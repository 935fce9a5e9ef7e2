use serde::Serialize;
use std::fmt;

use crate::error::{Error, Result};
use crate::numeric::{parse_float, parse_int};

/// The value type carried by a registered option.
#[derive(Debug, Clone, Copy, PartialEq, Eq, Serialize)]
#[serde(rename_all = "kebab-case")]
pub enum OptionKind {
    Flag,
    Str,
    Int,
    Float,
}

impl fmt::Display for OptionKind {
    fn fmt(&self, f: &mut fmt::Formatter<'_>) -> fmt::Result {
        f.write_str(match self {
            Self::Flag => "flag",
            Self::Str => "string",
            Self::Int => "integer",
            Self::Float => "floating-point",
        })
    }
}

/// One occurrence (or the fallback) of an option.
#[derive(Debug, Clone, PartialEq, Serialize)]
#[serde(untagged)]
pub enum Value {
    Flag(bool),
    Str(String),
    Int(i32),
    Float(f64),
}

impl Value {
    pub fn kind(&self) -> OptionKind {
        match self {
            Self::Flag(_) => OptionKind::Flag,
            Self::Str(_) => OptionKind::Str,
            Self::Int(_) => OptionKind::Int,
            Self::Float(_) => OptionKind::Float,
        }
    }
}

impl fmt::Display for Value {
    fn fmt(&self, f: &mut fmt::Formatter<'_>) -> fmt::Result {
        match self {
            Self::Flag(b) => write!(f, "{b}"),
            Self::Str(s) => f.write_str(s),
            Self::Int(i) => write!(f, "{i}"),
            Self::Float(x) => write!(f, "{x:.6}"),
        }
    }
}

/// Typed extraction of an option [`Value`].
pub trait FromValue: Sized {
    const KIND: OptionKind;

    fn from_value(value: &Value) -> Option<Self>;
}

impl FromValue for bool {
    const KIND: OptionKind = OptionKind::Flag;

    fn from_value(value: &Value) -> Option<Self> {
        match value {
            Value::Flag(b) => Some(*b),
            _ => None,
        }
    }
}

impl FromValue for String {
    const KIND: OptionKind = OptionKind::Str;

    fn from_value(value: &Value) -> Option<Self> {
        match value {
            Value::Str(s) => Some(s.clone()),
            _ => None,
        }
    }
}

impl FromValue for i32 {
    const KIND: OptionKind = OptionKind::Int;

    fn from_value(value: &Value) -> Option<Self> {
        match value {
            Value::Int(i) => Some(*i),
            _ => None,
        }
    }
}

impl FromValue for f64 {
    const KIND: OptionKind = OptionKind::Float;

    fn from_value(value: &Value) -> Option<Self> {
        match value {
            Value::Float(x) => Some(*x),
            _ => None,
        }
    }
}

/// A registered flag or option.
///
/// Every occurrence on the command line is appended in order, whichever alias
/// it was spelled with. Queries for a single value return the last occurrence,
/// or the fallback if there were none.
#[derive(Debug, Clone)]
pub struct Opt {
    kind: OptionKind,
    values: Vec<Value>,
    fallback: Value,
    greedy: bool,
}

impl Opt {
    pub fn flag() -> Self {
        Self::with_fallback(Value::Flag(false))
    }

    pub fn string(fallback: impl Into<String>) -> Self {
        Self::with_fallback(Value::Str(fallback.into()))
    }

    pub fn int(fallback: i32) -> Self {
        Self::with_fallback(Value::Int(fallback))
    }

    pub fn float(fallback: f64) -> Self {
        Self::with_fallback(Value::Float(fallback))
    }

    fn with_fallback(fallback: Value) -> Self {
        Self {
            kind: fallback.kind(),
            values: Vec::new(),
            fallback,
            greedy: false,
        }
    }

    /// Make this option consume every following token that doesn't look like
    /// an option, in addition to its first value (e.g. `-s a b c`).
    ///
    /// Has no effect on flags.
    pub fn greedy(&mut self, enable: bool) -> &mut Self {
        self.greedy = enable;
        self
    }

    pub fn is_greedy(&self) -> bool {
        self.greedy && self.takes_value()
    }

    pub fn kind(&self) -> OptionKind {
        self.kind
    }

    pub fn takes_value(&self) -> bool {
        self.kind != OptionKind::Flag
    }

    pub fn count(&self) -> usize {
        self.values.len()
    }

    pub fn found(&self) -> bool {
        !self.values.is_empty()
    }

    pub fn fallback(&self) -> &Value {
        &self.fallback
    }

    /// The last occurrence, or the fallback.
    pub fn current(&self) -> &Value {
        self.values.last().unwrap_or(&self.fallback)
    }

    pub fn value_at(&self, index: usize) -> Option<&Value> {
        self.values.get(index)
    }

    pub fn values(&self) -> &[Value] {
        &self.values
    }

    pub(crate) fn append(&mut self, value: Value) {
        debug_assert_eq!(value.kind(), self.kind);
        self.values.push(value);
    }

    /// Record one occurrence of a flag.
    pub(crate) fn append_flag(&mut self) {
        self.append(Value::Flag(true));
    }

    /// Parse `token` according to this option's kind and record it.
    pub(crate) fn try_parse(&mut self, token: &str) -> Result<()> {
        let value = match self.kind {
            OptionKind::Str => Value::Str(token.to_string()),
            OptionKind::Int => Value::Int(parse_int(token)?),
            OptionKind::Float => Value::Float(parse_float(token)?),
            // Flags never reach here: callers dispatch them to `append_flag`.
            OptionKind::Flag => Value::Flag(true),
        };
        self.append(value);
        Ok(())
    }

    pub(crate) fn typed<T: FromValue>(&self, name: &str, value: &Value) -> Result<T> {
        T::from_value(value).ok_or_else(|| self.mismatch::<T>(name))
    }

    pub(crate) fn check_kind<T: FromValue>(&self, name: &str) -> Result<()> {
        if T::KIND == self.kind {
            Ok(())
        } else {
            Err(self.mismatch::<T>(name))
        }
    }

    fn mismatch<T: FromValue>(&self, name: &str) -> Error {
        Error::KindMismatch {
            name: name.to_string(),
            expected: T::KIND,
            actual: self.kind,
        }
    }

    /// Debug rendering: occurrence count for flags, `(fallback) [values]`
    /// otherwise.
    pub(crate) fn describe(&self) -> String {
        if self.kind == OptionKind::Flag {
            return self.count().to_string();
        }
        let values: Vec<String> = self.values.iter().map(|v| v.to_string()).collect();
        format!("({}) [{}]", self.fallback, values.join(", "))
    }
}

#[cfg(test)]
mod tests {
    use super::*;

    #[test]
    fn current_falls_back_until_found() {
        let mut opt = Opt::int(123);
        assert!(!opt.found());
        assert_eq!(opt.current(), &Value::Int(123));

        opt.try_parse("7").unwrap();
        opt.try_parse("0x10").unwrap();
        assert_eq!(opt.count(), 2);
        assert_eq!(opt.current(), &Value::Int(16));
        assert_eq!(opt.value_at(0), Some(&Value::Int(7)));
        assert_eq!(opt.value_at(2), None);
    }

    #[test]
    fn string_values_are_verbatim() {
        let mut opt = Opt::string("default");
        opt.try_parse("  spaced -- =value ").unwrap();
        assert_eq!(opt.current(), &Value::Str("  spaced -- =value ".to_string()));
    }

    #[test]
    fn failed_parse_records_nothing() {
        let mut opt = Opt::float(1.0);
        assert!(matches!(opt.try_parse("2.2x"), Err(Error::MalformedFloat(_))));
        assert_eq!(opt.count(), 0);
    }

    #[test]
    fn greedy_is_ignored_for_flags() {
        let mut flag = Opt::flag();
        flag.greedy(true);
        assert!(!flag.is_greedy());

        let mut list = Opt::string("");
        list.greedy(true);
        assert!(list.is_greedy());
    }

    #[test]
    fn describe_matches_dump_format() {
        let mut flag = Opt::flag();
        flag.append_flag();
        flag.append_flag();
        assert_eq!(flag.describe(), "2");

        let mut opt = Opt::float(1.0);
        opt.try_parse("2.5").unwrap();
        assert_eq!(opt.describe(), "(1.000000) [2.500000]");
    }

    #[test]
    fn typed_extraction_checks_kind() {
        let opt = Opt::string("x");
        let s: String = opt.typed("s", opt.current()).unwrap();
        assert_eq!(s, "x");
        let err = opt.typed::<i32>("s", opt.current()).unwrap_err();
        assert!(matches!(err, Error::KindMismatch { .. }));
    }
}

^^^^^^^^^^^^^^^^

» Work to be completed: Every line of the material above should be set down again exactly.

» Expected output:
repository 935fce9a5e9ef7e2
use serde::Serialize;
use std::fmt;

use crate::error::{Error, Result};
use crate::numeric::{parse_float, parse_int};

/// The value type carried by a registered option.
#[derive(Debug, Clone, Copy, PartialEq, Eq, Serialize)]
#[serde(rename_all = "kebab-case")]
pub enum OptionKind {
    Flag,
    Str,
    Int,
    Float,
}

impl fmt::Display for OptionKind {
    fn fmt(&self, f: &mut fmt::Formatter<'_>) -> fmt::Result {
        f.write_str(match self {
            Self::Flag => "flag",
            Self::Str => "string",
            Self::Int => "integer",
            Self::Float => "floating-point",
        })
    }
}

/// One occurrence (or the fallback) of an option.
#[derive(Debug, Clone, PartialEq, Serialize)]
#[serde(untagged)]
pub enum Value {
    Flag(bool),
    Str(String),
    Int(i32),
    Float(f64),
}

impl Value {
    pub fn kind(&self) -> OptionKind {
        match self {
            Self::Flag(_) => OptionKind::Flag,
            Self::Str(_) => OptionKind::Str,
            Self::Int(_) => OptionKind::Int,
            Self::Float(_) => OptionKind::Float,
        }
    }
}

impl fmt::Display for Value {
    fn fmt(&self, f: &mut fmt::Formatter<'_>) -> fmt::Result {
        match self {
            Self::Flag(b) => write!(f, "{b}"),
            Self::Str(s) => f.write_str(s),
            Self::Int(i) => write!(f, "{i}"),
            Self::Float(x) => write!(f, "{x:.6}"),
        }
    }
}

/// Typed extraction of an option [`Value`].
pub trait FromValue: Sized {
    const KIND: OptionKind;

    fn from_value(value: &Value) -> Option<Self>;
}

impl FromValue for bool {
    const KIND: OptionKind = OptionKind::Flag;

    fn from_value(value: &Value) -> Option<Self> {
        match value {
            Value::Flag(b) => Some(*b),
            _ => None,
        }
    }
}

impl FromValue for String {
    const KIND: OptionKind = OptionKind::Str;

    fn from_value(value: &Value) -> Option<Self> {
        match value {
            Value::Str(s) => Some(s.clone()),
            _ => None,
        }
    }
}

impl FromValue for i32 {
    const KIND: OptionKind = OptionKind::Int;

    fn from_value(value: &Value) -> Option<Self> {
        match value {
            Value::Int(i) => Some(*i),
            _ => None,
        }
    }
}

impl FromValue for f64 {
    const KIND: OptionKind = OptionKind::Float;

    fn from_value(value: &Value) -> Option<Self> {
        match value {
            Value::Float(x) => Some(*x),
            _ => None,
        }
    }
}

/// A registered flag or option.
///
/// Every occurrence on the command line is appended in order, whichever alias
/// it was spelled with. Queries for a single value return the last occurrence,
/// or the fallback if there were none.
#[derive(Debug, Clone)]
pub struct Opt {
    kind: OptionKind,
    values: Vec<Value>,
    fallback: Value,
    greedy: bool,
}

impl Opt {
    pub fn flag() -> Self {
        Self::with_fallback(Value::Flag(false))
    }

    pub fn string(fallback: impl Into<String>) -> Self {
        Self::with_fallback(Value::Str(fallback.into()))
    }

    pub fn int(fallback: i32) -> Self {
        Self::with_fallback(Value::Int(fallback))
    }

    pub fn float(fallback: f64) -> Self {
        Self::with_fallback(Value::Float(fallback))
    }

    fn with_fallback(fallback: Value) -> Self {
        Self {
            kind: fallback.kind(),
            values: Vec::new(),
            fallback,
            greedy: false,
        }
    }

    /// Make this option consume every following token that doesn't look like
    /// an option, in addition to its first value (e.g. `-s a b c`).
    ///
    /// Has no effect on flags.
    pub fn greedy(&mut self, enable: bool) -> &mut Self {
        self.greedy = enable;
        self
    }

    pub fn is_greedy(&self) -> bool {
        self.greedy && self.takes_value()
    }

    pub fn kind(&self) -> OptionKind {
        self.kind
    }

    pub fn takes_value(&self) -> bool {
        self.kind != OptionKind::Flag
    }

    pub fn count(&self) -> usize {
        self.values.len()
    }

    pub fn found(&self) -> bool {
        !self.values.is_empty()
    }

    pub fn fallback(&self) -> &Value {
        &self.fallback
    }

    /// The last occurrence, or the fallback.
    pub fn current(&self) -> &Value {
        self.values.last().unwrap_or(&self.fallback)
    }

    pub fn value_at(&self, index: usize) -> Option<&Value> {
        self.values.get(index)
    }

    pub fn values(&self) -> &[Value] {
        &self.values
    }

    pub(crate) fn append(&mut self, value: Value) {
        debug_assert_eq!(value.kind(), self.kind);
        self.values.push(value);
    }

    /// Record one occurrence of a flag.
    pub(crate) fn append_flag(&mut self) {
        self.append(Value::Flag(true));
    }

    /// Parse `token` according to this option's kind and record it.
    pub(crate) fn try_parse(&mut self, token: &str) -> Result<()> {
        let value = match self.kind {
            OptionKind::Str => Value::Str(token.to_string()),
            OptionKind::Int => Value::Int(parse_int(token)?),
            OptionKind::Float => Value::Float(parse_float(token)?),
            // Flags never reach here: callers dispatch them to `append_flag`.
            OptionKind::Flag => Value::Flag(true),
        };
        self.append(value);
        Ok(())
    }

    pub(crate) fn typed<T: FromValue>(&self, name: &str, value: &Value) -> Result<T> {
        T::from_value(value).ok_or_else(|| self.mismatch::<T>(name))
    }

    pub(crate) fn check_kind<T: FromValue>(&self, name: &str) -> Result<()> {
        if T::KIND == self.kind {
            Ok(())
        } else {
            Err(self.mismatch::<T>(name))
        }
    }

    fn mismatch<T: FromValue>(&self, name: &str) -> Error {
        Error::KindMismatch {
            name: name.to_string(),
            expected: T::KIND,
            actual: self.kind,
        }
    }

    /// Debug rendering: occurrence count for flags, `(fallback) [values]`
    /// otherwise.
    pub(crate) fn describe(&self) -> String {
        if self.kind == OptionKind::Flag {
            return self.count().to_string();
        }
        let values: Vec<String> = self.values.iter().map(|v| v.to_string()).collect();
        format!("({}) [{}]", self.fallback, values.join(", "))
    }
}

#[cfg(test)]
mod tests {
    use super::*;

    #[test]
    fn current_falls_back_until_found() {
        let mut opt = Opt::int(123);
        assert!(!opt.found());
        assert_eq!(opt.current(), &Value::Int(123));

        opt.try_parse("7").unwrap();
        opt.try_parse("0x10").unwrap();
        assert_eq!(opt.count(), 2);
        assert_eq!(opt.current(), &Value::Int(16));
        assert_eq!(opt.value_at(0), Some(&Value::Int(7)));
        assert_eq!(opt.value_at(2), None);
    }

    #[test]
    fn string_values_are_verbatim() {
        let mut opt = Opt::string("default");
        opt.try_parse("  spaced -- =value ").unwrap();
        assert_eq!(opt.current(), &Value::Str("  spaced -- =value ".to_string()));
    }

    #[test]
    fn failed_parse_records_nothing() {
        let mut opt = Opt::float(1.0);
        assert!(matches!(opt.try_parse("2.2x"), Err(Error::MalformedFloat(_))));
        assert_eq!(opt.count(), 0);
    }

    #[test]
    fn greedy_is_ignored_for_flags() {
        let mut flag = Opt::flag();
        flag.greedy(true);
        assert!(!flag.is_greedy());

        let mut list = Opt::string("");
        list.greedy(true);
        assert!(list.is_greedy());
    }

    #[test]
    fn describe_matches_dump_format() {
        let mut flag = Opt::flag();
        flag.append_flag();
        flag.append_flag();
        assert_eq!(flag.describe(), "2");

        let mut opt = Opt::float(1.0);
        opt.try_parse("2.5").unwrap();
        assert_eq!(opt.describe(), "(1.000000) [2.500000]");
    }

    #[test]
    fn typed_extraction_checks_kind() {
        let opt = Opt::string("x");
        let s: String = opt.typed("s", opt.current()).unwrap();
        assert_eq!(s, "x");
        let err = opt.typed::<i32>("s", opt.current()).unwrap_err();
        assert!(matches!(err, Error::KindMismatch { .. }));
    }
}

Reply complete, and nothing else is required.